Related to Figure 3.


We next used this assay to test the effects of bilateral STN inhibition on surprise-induced interruption. Here, surprise was presented on 50% of self-initiated bouts, following the second lick and with a 100 ms delay. For half of these (25% of all trials), the laser was activated by the first lick in the bout without delay, thus preceding the sound/light stimulus by ~200 ms on average (Figure 3D and Figure 2—figure supplement 2A). As expected, surprise (without laser) interrupted licking, increasing the proportion of bouts with <3 licks for both YFP- and Halo-expressing groups (Figure 3E) and shifting the response distribution toward fewer licks per bout (Figure 3F–G) [NOTE: we assess <3 licks due to the 100 ms delay following the second lick]. Critically, however, on bouts where surprise was preceded by laser, we found a reduction in the number of short bouts in the Halo group compared to YFP control mice (Figure 3E and Video 3). This effect was observed repeatedly, with STN inhibition blunting the interruptive effects of surprise across several similar experiments and multiple cohorts (Figure 3—figure supplement 1H). These data show that STN inhibition reduced the disruptive effect of surprise on licking behavior, indicating that STN activity is necessary for normal surprise-induced interruption.

Video 3
Movie showing example of STN-inhibition blocking surprise-induced interruption of licking.

Related to Figure 3. Note that light-leakage was blocked during data acquisition, but left unblocked as a visual aid for this example movie.

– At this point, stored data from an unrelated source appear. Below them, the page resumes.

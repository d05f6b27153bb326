//! Per-entity, per-role field policies for updates.
//!
//! The mutation rule for every (entity, role) pair lives in this one table
//! instead of being repeated inline in each workflow.

use std::collections::{HashMap, HashSet};

use crmdesk_core::error::AppError;
use crmdesk_core::result::AppResult;
use crmdesk_entity::kind::EntityKind;
use crmdesk_entity::staff::Role;

/// Which fields each role may set when updating each entity.
///
/// A (entity, role) pair absent from the table allows nothing: any patch
/// from that role is rejected on its first field.
#[derive(Debug, Clone)]
pub struct FieldPolicy {
    /// (entity kind, role) → set of settable field names.
    allowed: HashMap<(EntityKind, Role), HashSet<&'static str>>,
}

impl FieldPolicy {
    /// Creates the default policy table.
    pub fn new() -> Self {
        let mut allowed: HashMap<(EntityKind, Role), HashSet<&'static str>> = HashMap::new();

        // Clients: sales owns the business fields; only management may
        // reassign ownership.
        allowed.insert(
            (EntityKind::Client, Role::Management),
            ["first_name", "last_name", "email", "phone", "company", "owner_id"].into(),
        );
        allowed.insert(
            (EntityKind::Client, Role::Sales),
            ["first_name", "last_name", "email", "phone", "company"].into(),
        );

        // Contracts: same ownership rule as clients.
        allowed.insert(
            (EntityKind::Contract, Role::Management),
            ["total_amount", "amount_due", "is_signed", "owner_id"].into(),
        );
        allowed.insert(
            (EntityKind::Contract, Role::Sales),
            ["total_amount", "amount_due", "is_signed"].into(),
        );

        // Events: management only reassigns; support runs the event but
        // cannot hand it to someone else.
        allowed.insert((EntityKind::Event, Role::Management), ["assignee_id"].into());
        allowed.insert(
            (EntityKind::Event, Role::Support),
            ["name", "starts_at", "ends_at", "location", "attendees", "notes"].into(),
        );

        // Staff accounts are management-administered.
        allowed.insert(
            (EntityKind::Staff, Role::Management),
            ["username", "first_name", "last_name", "email", "role"].into(),
        );

        Self { allowed }
    }

    /// Checks every field of a submitted patch against the role's allowed
    /// set. The first disallowed field rejects the whole patch — nothing is
    /// silently dropped.
    pub fn check(
        &self,
        kind: EntityKind,
        role: Role,
        patch_fields: &[&'static str],
    ) -> AppResult<()> {
        let allowed = self.allowed.get(&(kind, role));
        for field in patch_fields {
            let permitted = allowed.is_some_and(|set| set.contains(field));
            if !permitted {
                return Err(AppError::field_not_allowed(field, role));
            }
        }
        Ok(())
    }

    /// The allowed field set for one (entity, role) pair, if any.
    pub fn allowed_fields(&self, kind: EntityKind, role: Role) -> Option<&HashSet<&'static str>> {
        self.allowed.get(&(kind, role))
    }
}

impl Default for FieldPolicy {
    fn default() -> Self {
        Self::new()
    }
}

#[cfg(test)]
mod tests {
    use crmdesk_core::error::ErrorKind;

    use super::*;

    #[test]
    fn test_support_cannot_reassign_event() {
        let policy = FieldPolicy::new();
        // The whole patch is rejected even though the other fields are fine.
        let err = policy
            .check(EntityKind::Event, Role::Support, &["name", "assignee_id"])
            .unwrap_err();
        assert_eq!(err.kind, ErrorKind::FieldNotAllowed);
        assert!(err.message.contains("assignee_id"));
        assert!(err.message.contains("support"));
    }

    #[test]
    fn test_management_may_only_reassign_event() {
        let policy = FieldPolicy::new();
        policy
            .check(EntityKind::Event, Role::Management, &["assignee_id"])
            .unwrap();
        let err = policy
            .check(EntityKind::Event, Role::Management, &["name"])
            .unwrap_err();
        assert_eq!(err.kind, ErrorKind::FieldNotAllowed);
    }

    #[test]
    fn test_sales_cannot_reassign_client_ownership() {
        let policy = FieldPolicy::new();
        policy
            .check(EntityKind::Client, Role::Sales, &["email", "phone"])
            .unwrap();
        let err = policy
            .check(EntityKind::Client, Role::Sales, &["owner_id"])
            .unwrap_err();
        assert_eq!(err.kind, ErrorKind::FieldNotAllowed);
    }

    #[test]
    fn test_unlisted_pair_allows_nothing() {
        let policy = FieldPolicy::new();
        let err = policy
            .check(EntityKind::Event, Role::Sales, &["name"])
            .unwrap_err();
        assert_eq!(err.kind, ErrorKind::FieldNotAllowed);
    }

    #[test]
    fn test_empty_patch_always_passes() {
        let policy = FieldPolicy::new();
        policy.check(EntityKind::Contract, Role::Support, &[]).unwrap();
    }
}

We showed that optogenetic stimulation of the STN, delivered after the second lick in a bout, rapidly interrupted or paused licking. The interruption occurred even when the optogenetic stimulation was brief (50 ms) or delivered at low power (0.5 mW), supporting the specificity of this manipulation and suggesting that behavior can be rapidly and potently interrupted by transient increases in STN output. While these observations are consistent with activating an STN-mediated stop/pause system, it is also possible that STN stimulation induced independent effects, such as inducing new fragments of behavior that competed with licking. Additionally, without in vivo recordings from STN neurons during behavior, we cannot be certain how optogenetic manipulation changed STN activity.

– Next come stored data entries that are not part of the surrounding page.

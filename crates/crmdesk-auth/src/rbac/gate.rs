//! Authentication and role gates.
//!
//! Every mutating entry point runs exactly one authentication check and one
//! role check, in that order, before any domain logic. A request with no
//! valid credential fails with `NotAuthenticated`, never `Forbidden`.

use crmdesk_core::error::AppError;
use crmdesk_core::result::AppResult;
use crmdesk_entity::staff::Role;

use crate::principal::Principal;

/// Converts a resolution outcome into an authenticated principal.
///
/// This is the only producer of `NotAuthenticated` in the system.
pub fn require_authenticated(resolved: Option<Principal>) -> AppResult<Principal> {
    resolved.ok_or_else(AppError::not_authenticated)
}

/// Admits the principal only if its role is in the allowed set.
pub fn require_role(principal: &Principal, allowed: &[Role]) -> AppResult<()> {
    if allowed.contains(&principal.role) {
        Ok(())
    } else {
        let allowed_names = allowed
            .iter()
            .map(Role::as_str)
            .collect::<Vec<_>>()
            .join(", ");
        Err(AppError::forbidden(format!(
            "Role gate: role '{}' is not in the allowed set [{allowed_names}]",
            principal.role
        )))
    }
}

#[cfg(test)]
mod tests {
    use crmdesk_core::error::ErrorKind;

    use super::*;

    fn principal(role: Role) -> Principal {
        Principal {
            id: 1,
            username: "someone".to_string(),
            display_name: "Some One".to_string(),
            role,
        }
    }

    #[test]
    fn test_missing_principal_is_not_authenticated() {
        let err = require_authenticated(None).unwrap_err();
        assert_eq!(err.kind, ErrorKind::NotAuthenticated);
    }

    #[test]
    fn test_role_outside_allowed_set_is_forbidden() {
        let err = require_role(&principal(Role::Sales), &[Role::Management]).unwrap_err();
        assert_eq!(err.kind, ErrorKind::Forbidden);
        assert!(err.message.contains("sales"));
        assert!(err.message.contains("management"));
    }

    #[test]
    fn test_role_inside_allowed_set_passes() {
        require_role(&principal(Role::Support), &[Role::Management, Role::Support]).unwrap();
    }
}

We therefore tested putative STN engagement in stopping/pausing in a different way. We took advantage of a recent finding that the STN is activated by surprising events in humans (Wessel et al., 2016b). We reasoned that if this is also the case in mice then optogenetic inhibition of the STN may reduce the interruptive effect of surprise on behavior. That is what we found. First, when the surprising event (sound and light) occurred 50 or 100 ms after the second lick in a bout, it had a clear interruptive effect on licking. Interestingly, this interruption was similar to that elicited by STN activation in the ChR2-expressing mice. Second, STN inhibition in the Halo-expressing mice strongly and reproducibly mitigated the interruptive effects of surprise on licking when compared to YFP-expressing control mice. Importantly, absent surprise, 1 s STN inhibition did not alter licking behavior, this despite previous studies linking STN lesions to hemiballismus and dyskinesia (Hamada and DeLong, 1992). These observations suggest that involuntary movements result from the sustained rather than acute loss of STN output, perhaps due to compensatory changes in basal ganglia circuitry.

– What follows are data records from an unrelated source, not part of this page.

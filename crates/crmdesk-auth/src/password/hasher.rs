//! Argon2id password hashing and verification.

use argon2::{
    Argon2,
    password_hash::{
        PasswordHash, PasswordHasher as ArgonHasher, PasswordVerifier, SaltString, rand_core::OsRng,
    },
};

use crmdesk_core::error::AppError;

/// Handles password hashing and verification using Argon2id.
///
/// The stored hash string is opaque to the rest of the system; this type is
/// the only place plaintext secrets are ever compared.
#[derive(Debug, Clone)]
pub struct PasswordHasher;

impl PasswordHasher {
    /// Creates a new password hasher instance.
    pub fn new() -> Self {
        Self
    }

    /// Hashes a plaintext password using Argon2id with a random salt.
    pub fn hash_password(&self, password: &str) -> Result<String, AppError> {
        let salt = SaltString::generate(&mut OsRng);
        let argon2 = Argon2::default();

        let hash = argon2
            .hash_password(password.as_bytes(), &salt)
            .map_err(|e| AppError::internal(format!("Password hashing failed: {e}")))?;

        Ok(hash.to_string())
    }

    /// Verifies a plaintext password against a stored Argon2id hash.
    ///
    /// Returns `Ok(true)` if the password matches, `Ok(false)` if not.
    pub fn verify_password(&self, password: &str, hash: &str) -> Result<bool, AppError> {
        let parsed_hash = PasswordHash::new(hash)
            .map_err(|e| AppError::internal(format!("Invalid password hash format: {e}")))?;

        let argon2 = Argon2::default();
        match argon2.verify_password(password.as_bytes(), &parsed_hash) {
            Ok(()) => Ok(true),
            Err(argon2::password_hash::Error::Password) => Ok(false),
            Err(e) => Err(AppError::internal(format!(
                "Password verification failed: {e}"
            ))),
        }
    }
}

impl Default for PasswordHasher {
    fn default() -> Self {
        Self::new()
    }
}

#[cfg(test)]
mod tests {
    use super::*;

    #[test]
    fn test_hash_and_verify_round_trip() {
        let hasher = PasswordHasher::new();
        let hash = hasher.hash_password("s3cret-passphrase").unwrap();
        assert!(hasher.verify_password("s3cret-passphrase", &hash).unwrap());
        assert!(!hasher.verify_password("wrong", &hash).unwrap());
    }
}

In sum, our data demonstrate that acute STN activation interrupts behavior, and acutely blocking the STN diminishes the impact of surprise on behavior. Together, these data provide causal evidence of a role for the STN in stopping/pausing. The results validate a large empirical literature showing that STN activity is elicited by stop signals, switch signals, and decision conflict (Wessel and Aron, 2017; Jahanshahi et al., 2015; Wiecki and Frank, 2013; Zavala et al., 2013). Our data strongly suggest that increased STN activity in response to such signals observed in previous studies is not epiphenomenal, or correlated with some other variable such as arousal or effort, but instead reflects an implementation of stopping/pausing driven by STN recruitment.

Note that much previous work on the role of the STN in response inhibition tested its role on pre-potent actions, prior to the initiation of action, for example using Go/NoGo or stop-signal tasks. Here, however, we assessed the effect of the STN on a recently initiated action sequence, ~100–300 ms after the measurement of an action (lick bout), instead of before it. In other words, we found that STN activity can inhibit an ongoing action, but we did not directly test its role in inhibiting action initiation. Though this is an essential distinction from an experimental point of view, these concepts are conceptually overlapping, and we suppose rely on similar circuit mechanisms. We suppose that an STN-driven system for Stopping or Pausing in response to surprise or conflict signals, to interrupt or delay an action plan in order to consider new evidence, has ethological utility whether a new action sequence is being initiated, or is already underway.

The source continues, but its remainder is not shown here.